The storage stability of G-SOD NPs after optimization is important for future application. Therefore, the enzymatic activity, particle size and Zeta potential of the G-SOD were measured for 25 days at 4 °C, to evaluate its stability of storage. It was found that the enzymatic activity of G-SOD showed almost no decrease within 25 days, remaining at a high level with an average value of 22,652.5 ± 230.8 U/mL during the period of measurement (
Figure 4A). The particle size and Zeta potential of G-SOD showed no obvious change within the detection time (
Figure 4B, C), with a mean particle size of 192.5 ± 12.5 nm and a mean Zeta potential of −13.5 ± 0.33 mV. These data indicated that the optimized G-SOD could be stably present at 4 °C for at least 25 days. Moreover, there was also no marked change in the enzymatic activity, particle size or Zeta potential of the re-dissolved sample of lyophilized G-SOD (data not shown). All these results indicate that optimized G-SOD has good storage stability.
The above data confirmed that NPs of Cu/Zn SOD could be prepared by co-incubation with glucose and, more importantly, that these NPs retained substantial enzymatic activity and good storage stability.
2.3. The Cell Uptake Efficacy of G-SOD
Different concentrations of Cu/Zn SOD and G-SOD were co-cultured with alveolar macrophage cell line NR8383 for different times, and the SOD activity of the cell lysates was measured according to our previous paper [
14]. SOD activity analysis of the cell lysates of the sample groups and control group involved in the formula of cell uptake efficacy, in order to calculate the delivery efficiency of G-SOD.
It was found that alveolar macrophage cells themselves had a SOD activity of 44.39 U/mL (this value is defined as 100% in
Figure 5), both types of SOD sample increased the intracellular SOD activity of alveolar macrophages, and the increment was related to concentration and co-culture time of the SOD samples (
Figure 5).

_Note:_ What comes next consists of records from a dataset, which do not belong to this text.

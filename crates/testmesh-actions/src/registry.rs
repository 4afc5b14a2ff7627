//! Action Registry (spec §4.3's Action Registry row): maps a kind string to
//! its [`Action`] implementation. Flow loading validates every step's
//! `action` against `contains()` before execution begins (spec.md's
//! "unknown kinds are rejected at load time, not at step dispatch").

use crate::action::Action;
use crate::builtins;
use std::collections::HashMap;
use std::sync::Arc;
use testmesh_foundation::Error;

#[derive(Default)]
pub struct ActionRegistry {
    actions: HashMap<String, Arc<dyn Action>>,
}

impl ActionRegistry {
    pub fn new() -> Self {
        Self::default()
    }

    /// A registry pre-populated with every action kind named in spec §3's
    /// Action Registry row.
    pub fn with_builtins() -> Self {
        let mut registry = Self::new();
        registry.register("http_request", Arc::new(builtins::HttpRequestAction));
        registry.register("database_query", Arc::new(builtins::DatabaseQueryAction));
        registry.register("delay", Arc::new(builtins::DelayAction));
        registry.register("log", Arc::new(builtins::LogAction));
        registry.register("assert", Arc::new(builtins::AssertAction));
        registry.register("transform", Arc::new(builtins::TransformAction));
        registry.register("kafka_publish", Arc::new(builtins::KafkaPublishAction));
        registry.register("kafka_consume", Arc::new(builtins::KafkaConsumeAction));
        registry.register("mock_server_start", Arc::new(builtins::MockServerStartAction));
        registry.register("mock_server_stop", Arc::new(builtins::MockServerStopAction));
        registry.register(
            "mock_server_configure",
            Arc::new(builtins::MockServerConfigureAction),
        );
        registry.register("contract_generate", Arc::new(builtins::ContractGenerateAction));
        registry.register("contract_verify", Arc::new(builtins::ContractVerifyAction));
        registry.register("contract_diff", Arc::new(builtins::ContractDiffAction));
        registry.register("run_flow", Arc::new(builtins::RunFlowAction));
        registry
    }

    pub fn register(&mut self, kind: impl Into<String>, action: Arc<dyn Action>) {
        self.actions.insert(kind.into(), action);
    }

    pub fn contains(&self, kind: &str) -> bool {
        self.actions.contains_key(kind)
    }

    pub fn get(&self, kind: &str) -> Result<Arc<dyn Action>, Error> {
        self.actions
            .get(kind)
            .cloned()
            .ok_or_else(|| Error::action_unknown(kind))
    }
}

#[cfg(test)]
mod tests {
    use super::*;

    #[test]
    fn builtins_cover_every_spec_kind() {
        let registry = ActionRegistry::with_builtins();
        for kind in [
            "http_request",
            "database_query",
            "delay",
            "log",
            "assert",
            "transform",
            "kafka_publish",
            "kafka_consume",
            "mock_server_start",
            "mock_server_stop",
            "mock_server_configure",
            "contract_generate",
            "contract_verify",
            "contract_diff",
            "run_flow",
        ] {
            assert!(registry.contains(kind), "missing builtin action: {kind}");
        }
        assert!(!registry.contains("not_a_real_action"));
    }

    #[test]
    fn unknown_kind_is_action_unknown_error() {
        let registry = ActionRegistry::new();
        let err = registry.get("nope").unwrap_err();
        assert_eq!(err.kind(), testmesh_foundation::ErrorKind::ActionUnknown);
    }
}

The enzymatic activity in the alveolar macrophages co-cultured with G-SOD in the same concentration was higher than that of the Cu/Zn SOD at the time points of 3, 6 and 12 h (
p < 0.05). This indicated that the nano-form of Cu/Zn SOD found it easier to penetrate into the cells than natural Cu/Zn SOD. Additionally, it was also found that the uptake of SOD by alveolar macrophages was concentration dependent. In both the case of natural Cu/Zn SOD and G-SOD, the intracellular SOD activity of alveolar macrophages increased with the increment of the SOD concentration from 6000 to 8000 U/mL. The activity of SOD in alveolar macrophages also increased with the prolongation of co-culture time until 12 h or 6 h in the case of 6000 U/mL of G-SOD.
These results confirmed the hypothesis that the formation of Cu/Zn SOD nanoparticles by the co-incubation with glucose improved the cell uptake efficacy of SOD.